DESCRIPTION OF THE TASK
In the material below, find each line that contains the word "Hash" and copy it.

INFORMATION SHOWN
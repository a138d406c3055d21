mod common;

use common::{ChangeLog, RecordingSessions, open_store, store_at};
use haven_crypto::{FallbackKdfParams, FallbackKeyMaterial, SafeStorage, UnavailablePlatform};
use haven_storage::{
    Bookmarks, ImportedBookmark, ImportedPassword, MAX_IMPORT_ENTRIES, Passwords, ProfileStore,
    ProfileStoreConfig, StartupSignal, StorageError, ValidationError,
};
use haven_vault::REDACTED_MARKER;
use pretty_assertions::assert_eq;
use serde_json::json;
use std::sync::Arc;

fn password(url: &str, user: &str) -> ImportedPassword {
    ImportedPassword {
        url: url.into(),
        username: user.into(),
        password: format!("pw-{user}"),
    }
}

// ── Secure settings ──────────────────────────────────────────────

#[tokio::test]
async fn secure_setting_roundtrip_is_ciphertext_on_disk() {
    let dir = tempfile::tempdir().unwrap();
    let (store, _) = open_store(dir.path()).await;
    let id = store.active_profile_id().await.unwrap().unwrap();

    store.set_secure_setting(id, "apns_config", "top-secret").await.unwrap();
    assert_eq!(
        store.get_secure_setting(id, "apns_config").await.unwrap().as_deref(),
        Some("top-secret")
    );
    assert_eq!(store.secure_setting_keys(id).await.unwrap(), vec!["apns_config"]);

    store.flush().await.unwrap();
    let on_disk = std::fs::read_to_string(store.path()).unwrap();
    assert!(on_disk.contains("apns_config"));
    assert!(!on_disk.contains("top-secret"));

    assert!(store.remove_secure_setting(id, "apns_config").await.unwrap());
    assert_eq!(store.get_secure_setting(id, "apns_config").await.unwrap(), None);
}

#[tokio::test]
async fn secure_changes_are_published_redacted() {
    let dir = tempfile::tempdir().unwrap();
    let (store, _) = open_store(dir.path()).await;
    let id = store.active_profile_id().await.unwrap().unwrap();
    let log = Arc::new(ChangeLog::default());
    store.attach(log.clone());

    store.set_secure_setting(id, "api_keys.openai", "sk-1").await.unwrap();
    store.set_secure_setting(id, "api_keys.openai", "sk-2").await.unwrap();
    store.remove_secure_setting(id, "api_keys.openai").await.unwrap();
    store.remove_secure_setting(id, "api_keys.openai").await.unwrap();

    let events = log.take();
    assert_eq!(events.len(), 3);
    assert!(events.iter().all(|e| e.secure && e.active));
    assert_eq!(events[0].change.new_value, Some(json!(REDACTED_MARKER)));
    assert_eq!(events[0].change.old_value, None);
    assert_eq!(events[1].change.old_value, Some(json!(REDACTED_MARKER)));
    assert_eq!(events[2].change.new_value, None);
    let rendered = format!("{events:?}");
    assert!(!rendered.contains("sk-1"));
    assert!(!rendered.contains("sk-2"));
}

#[tokio::test]
async fn secure_settings_survive_reload() {
    let dir = tempfile::tempdir().unwrap();
    let id = {
        let (store, _) = open_store(dir.path()).await;
        let id = store.active_profile_id().await.unwrap().unwrap();
        store.set_secure_setting(id, "token", "abc").await.unwrap();
        store.flush().await.unwrap();
        id
    };

    let (reopened, _) = open_store(dir.path()).await;
    assert_eq!(reopened.active_profile_id().await.unwrap(), Some(id));
    assert_eq!(
        reopened.get_secure_setting(id, "token").await.unwrap().as_deref(),
        Some("abc")
    );
}

#[tokio::test]
async fn value_from_other_key_reads_as_absent() {
    let dir = tempfile::tempdir().unwrap();
    let id = {
        let (store, _) = open_store(dir.path()).await;
        let id = store.active_profile_id().await.unwrap().unwrap();
        store.set_secure_setting(id, "token", "abc").await.unwrap();
        store.flush().await.unwrap();
        id
    };

    let other = store_at(dir.path(), 99, Arc::new(RecordingSessions::default()));
    other.initialize().await.unwrap();
    assert_eq!(other.get_secure_setting(id, "token").await.unwrap(), None);
    // The key is still listed; only its value is unrecoverable.
    assert_eq!(other.secure_setting_keys(id).await.unwrap(), vec!["token"]);
}

#[tokio::test]
async fn failed_encryption_rejects_write() {
    let dir = tempfile::tempdir().unwrap();
    let broken = Arc::new(SafeStorage::new(
        Arc::new(UnavailablePlatform),
        FallbackKeyMaterial {
            machine_id: String::new(),
            platform: "linux".into(),
            app_version: "0.4.0".into(),
        },
        FallbackKdfParams::default(),
    ));
    let store = ProfileStore::new(
        ProfileStoreConfig::new(dir.path()),
        broken,
        Arc::new(RecordingSessions::default()),
        StartupSignal::fired(),
    );
    store.initialize().await.unwrap();
    let id = store.active_profile_id().await.unwrap().unwrap();

    assert!(matches!(
        store.set_secure_setting(id, "token", "abc").await.unwrap_err(),
        StorageError::Crypto(_)
    ));
    assert!(store.secure_setting_keys(id).await.unwrap().is_empty());
}

// ── Imports ──────────────────────────────────────────────────────

#[tokio::test]
async fn password_import_sources_roundtrip() {
    let dir = tempfile::tempdir().unwrap();
    let (store, _) = open_store(dir.path()).await;
    let id = store.active_profile_id().await.unwrap().unwrap();

    let count = store
        .store_imported::<Passwords>(
            id,
            "chrome",
            vec![password("https://a.com", "ann"), password("https://b.com", "bob")],
        )
        .await
        .unwrap();
    assert_eq!(count, 2);
    assert_eq!(
        store.import_sources::<Passwords>(id).await.unwrap(),
        vec!["chrome"]
    );
    assert_eq!(store.get_imported::<Passwords>(id, None).await.unwrap().len(), 2);

    assert!(store.remove_imported::<Passwords>(id, "chrome").await.unwrap());
    assert!(store.import_sources::<Passwords>(id).await.unwrap().is_empty());
    assert!(store.get_imported::<Passwords>(id, None).await.unwrap().is_empty());
}

#[tokio::test]
async fn imports_concatenate_across_sources_and_stay_separate_by_kind() {
    let dir = tempfile::tempdir().unwrap();
    let (store, _) = open_store(dir.path()).await;
    let id = store.active_profile_id().await.unwrap().unwrap();

    store
        .store_imported::<Passwords>(id, "chrome", vec![password("https://a.com", "ann")])
        .await
        .unwrap();
    store
        .store_imported::<Passwords>(id, "firefox", vec![password("https://b.com", "bob")])
        .await
        .unwrap();
    store
        .store_imported::<Bookmarks>(
            id,
            "chrome",
            vec![ImportedBookmark {
                url: "https://rust-lang.org".into(),
                title: "Rust".into(),
                folder: None,
            }],
        )
        .await
        .unwrap();

    let all = store.get_imported::<Passwords>(id, None).await.unwrap();
    assert_eq!(all.len(), 2);
    let firefox = store
        .get_imported::<Passwords>(id, Some("firefox"))
        .await
        .unwrap();
    assert_eq!(firefox, vec![password("https://b.com", "bob")]);

    assert_eq!(store.clear_imported::<Passwords>(id).await.unwrap(), 2);
    assert!(store.import_sources::<Passwords>(id).await.unwrap().is_empty());
    assert_eq!(store.import_sources::<Bookmarks>(id).await.unwrap(), vec!["chrome"]);
}

#[tokio::test]
async fn reimport_replaces_source() {
    let dir = tempfile::tempdir().unwrap();
    let (store, _) = open_store(dir.path()).await;
    let id = store.active_profile_id().await.unwrap().unwrap();

    store
        .store_imported::<Passwords>(id, "chrome", vec![password("https://a.com", "ann")])
        .await
        .unwrap();
    store
        .store_imported::<Passwords>(id, "chrome", vec![password("https://c.com", "cat")])
        .await
        .unwrap();

    let entries = store.get_imported::<Passwords>(id, None).await.unwrap();
    assert_eq!(entries, vec![password("https://c.com", "cat")]);
}

// ── Validation ───────────────────────────────────────────────────

#[tokio::test]
async fn invalid_imports_leave_store_untouched() {
    let dir = tempfile::tempdir().unwrap();
    let (store, _) = open_store(dir.path()).await;
    let id = store.active_profile_id().await.unwrap().unwrap();

    let bad_source = store
        .store_imported::<Passwords>(id, "../chrome", vec![password("https://a.com", "a")])
        .await
        .unwrap_err();
    assert!(matches!(
        bad_source,
        StorageError::Validation(ValidationError::InvalidSource(_))
    ));

    let bad_entry = store
        .store_imported::<Passwords>(
            id,
            "chrome",
            vec![password("https://a.com", "a"), password("", "b")],
        )
        .await
        .unwrap_err();
    assert!(matches!(
        bad_entry,
        StorageError::Validation(ValidationError::EmptyField("url"))
    ));

    let huge = store
        .store_imported::<Passwords>(
            id,
            "chrome",
            vec![password("https://a.com", &"u".repeat(9 * 1024))],
        )
        .await
        .unwrap_err();
    assert!(matches!(
        huge,
        StorageError::Validation(ValidationError::FieldTooLarge { field: "username", .. })
    ));

    let too_many = vec![password("https://a.com", "a"); MAX_IMPORT_ENTRIES + 1];
    assert!(matches!(
        store
            .store_imported::<Passwords>(id, "chrome", too_many)
            .await
            .unwrap_err(),
        StorageError::Validation(ValidationError::TooManyEntries { .. })
    ));

    assert!(store.secure_setting_keys(id).await.unwrap().is_empty());
}

#[tokio::test]
async fn profiles_keep_secure_settings_apart() {
    let dir = tempfile::tempdir().unwrap();
    let (store, _) = open_store(dir.path()).await;
    let default = store.active_profile_id().await.unwrap().unwrap();
    let work = store.create_profile("Work").await.unwrap();

    store.set_secure_setting(default, "k", "home").await.unwrap();
    store.set_secure_setting(work, "k", "office").await.unwrap();
    assert_eq!(
        store.get_secure_setting(default, "k").await.unwrap().as_deref(),
        Some("home")
    );
    assert_eq!(
        store.get_secure_setting(work, "k").await.unwrap().as_deref(),
        Some("office")
    );
}
//! Setting key classification.
//!
//! Decides once per key where a setting lives. First match wins:
//! profile preference allow-list, then API-key names, then generic.

use crate::error::{SettingsError, SettingsResult};
use serde::Serialize;
use std::fmt;

/// Keys stored as per-profile preferences.
pub const PREFERENCE_KEYS: [&str; 4] = ["defaultSearchEngine", "theme", "language", "privacyMode"];

/// Conventional suffix of API-key setting names, compared after
/// normalization.
const API_KEY_SUFFIX: &str = "apikey";

/// Prefix of API-key entries in a profile's secure settings.
const SECURE_KEY_PREFIX: &str = "api_keys.";

/// Known API-key types.
#[derive(Debug, Clone, Copy, PartialEq, Eq, Hash, PartialOrd, Ord, Serialize)]
#[serde(rename_all = "lowercase")]
pub enum ApiKeyType {
    OpenAi,
    Anthropic,
    Google,
    Github,
    Llm,
    Vector,
}

impl ApiKeyType {
    pub const ALL: [ApiKeyType; 6] = [
        Self::OpenAi,
        Self::Anthropic,
        Self::Google,
        Self::Github,
        Self::Llm,
        Self::Vector,
    ];

    /// Canonical type string.
    pub fn as_str(self) -> &'static str {
        match self {
            Self::OpenAi => "openai",
            Self::Anthropic => "anthropic",
            Self::Google => "google",
            Self::Github => "github",
            Self::Llm => "llm",
            Self::Vector => "vector",
        }
    }

    /// Parses a canonical type string, ignoring case.
    pub fn parse(s: &str) -> Option<Self> {
        Self::ALL
            .into_iter()
            .find(|t| t.as_str().eq_ignore_ascii_case(s))
    }

    /// Environment variables consulted when no key is stored, in order.
    pub fn env_vars(self) -> &'static [&'static str] {
        match self {
            Self::OpenAi => &["OPENAI_API_KEY"],
            Self::Anthropic => &["ANTHROPIC_API_KEY"],
            Self::Google => &["GEMINI_API_KEY", "GOOGLE_API_KEY"],
            Self::Github => &["GITHUB_TOKEN"],
            Self::Llm | Self::Vector => &[],
        }
    }

    /// Setting name used when listing all settings, e.g. `openaiApiKey`.
    pub fn setting_key(self) -> String {
        format!("{}ApiKey", self.as_str())
    }

    /// Secure-setting key in the profile store.
    pub fn secure_key(self) -> String {
        format!("{SECURE_KEY_PREFIX}{}", self.as_str())
    }

    /// Inverse of [`secure_key`](Self::secure_key).
    pub fn from_secure_key(key: &str) -> Option<Self> {
        key.strip_prefix(SECURE_KEY_PREFIX).and_then(Self::parse)
    }
}

impl fmt::Display for ApiKeyType {
    fn fmt(&self, f: &mut fmt::Formatter<'_>) -> fmt::Result {
        f.write_str(self.as_str())
    }
}

/// Where a setting lives.
#[derive(Debug, Clone, Copy, PartialEq, Eq, Hash)]
pub enum SettingKind {
    Preference,
    ApiKey(ApiKeyType),
    Generic,
}

/// Classifies a setting key.
///
/// API-key names match case-insensitively with or without an `ApiKey`
/// suffix (`openai`, `OPENAI_API_KEY`, `openaiApiKey`). A name carrying the
/// suffix whose stem is not a known type is rejected with
/// [`SettingsError::InvalidKeyType`] rather than treated as generic.
pub fn classify(key: &str) -> SettingsResult<SettingKind> {
    if PREFERENCE_KEYS.contains(&key) {
        return Ok(SettingKind::Preference);
    }

    let normalized: String = key
        .chars()
        .filter(|c| *c != '_' && *c != '-')
        .flat_map(char::to_lowercase)
        .collect();

    if let Some(stem) = normalized.strip_suffix(API_KEY_SUFFIX) {
        return ApiKeyType::parse(stem)
            .map(SettingKind::ApiKey)
            .ok_or_else(|| SettingsError::InvalidKeyType(key.to_string()));
    }

    Ok(match ApiKeyType::parse(&normalized) {
        Some(t) => SettingKind::ApiKey(t),
        None => SettingKind::Generic,
    })
}
//! Error types for the profile store.

use crate::validation::ValidationError;
use haven_types::ProfileId;
use thiserror::Error;

/// Result type for profile store operations.
pub type StorageResult<T> = Result<T, StorageError>;

/// Errors that can occur in profile store operations.
#[derive(Debug, Error)]
pub enum StorageError {
    /// Operation invoked before [`crate::ProfileStore::initialize`] finished.
    #[error("profile store not initialized")]
    NotInitialized,

    /// Initialization attempted before the host signalled startup.
    #[error("profile store initialized before the application was ready")]
    AppNotReady,

    /// No profile with this id.
    #[error("profile not found: {0}")]
    ProfileNotFound(ProfileId),

    /// Entity inside a profile not found.
    #[error("entity not found: {0}")]
    NotFound(String),

    /// Input rejected before any mutation.
    #[error("validation failed: {0}")]
    Validation(#[from] ValidationError),

    /// Encryption failed; secure settings have no cleartext fallback.
    #[error("encryption error: {0}")]
    Crypto(#[from] haven_crypto::CryptoError),

    /// Serialization/deserialization error.
    #[error("serialization error: {0}")]
    Serialization(#[from] serde_json::Error),

    /// IO error (file system).
    #[error("IO error: {0}")]
    Io(#[from] std::io::Error),
}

TASK RESPONSE
#[derive(Debug, Clone, Copy, PartialEq, Eq, Hash, PartialOrd, Ord, Serialize)]
#[derive(Debug, Clone, Copy, PartialEq, Eq, Hash)]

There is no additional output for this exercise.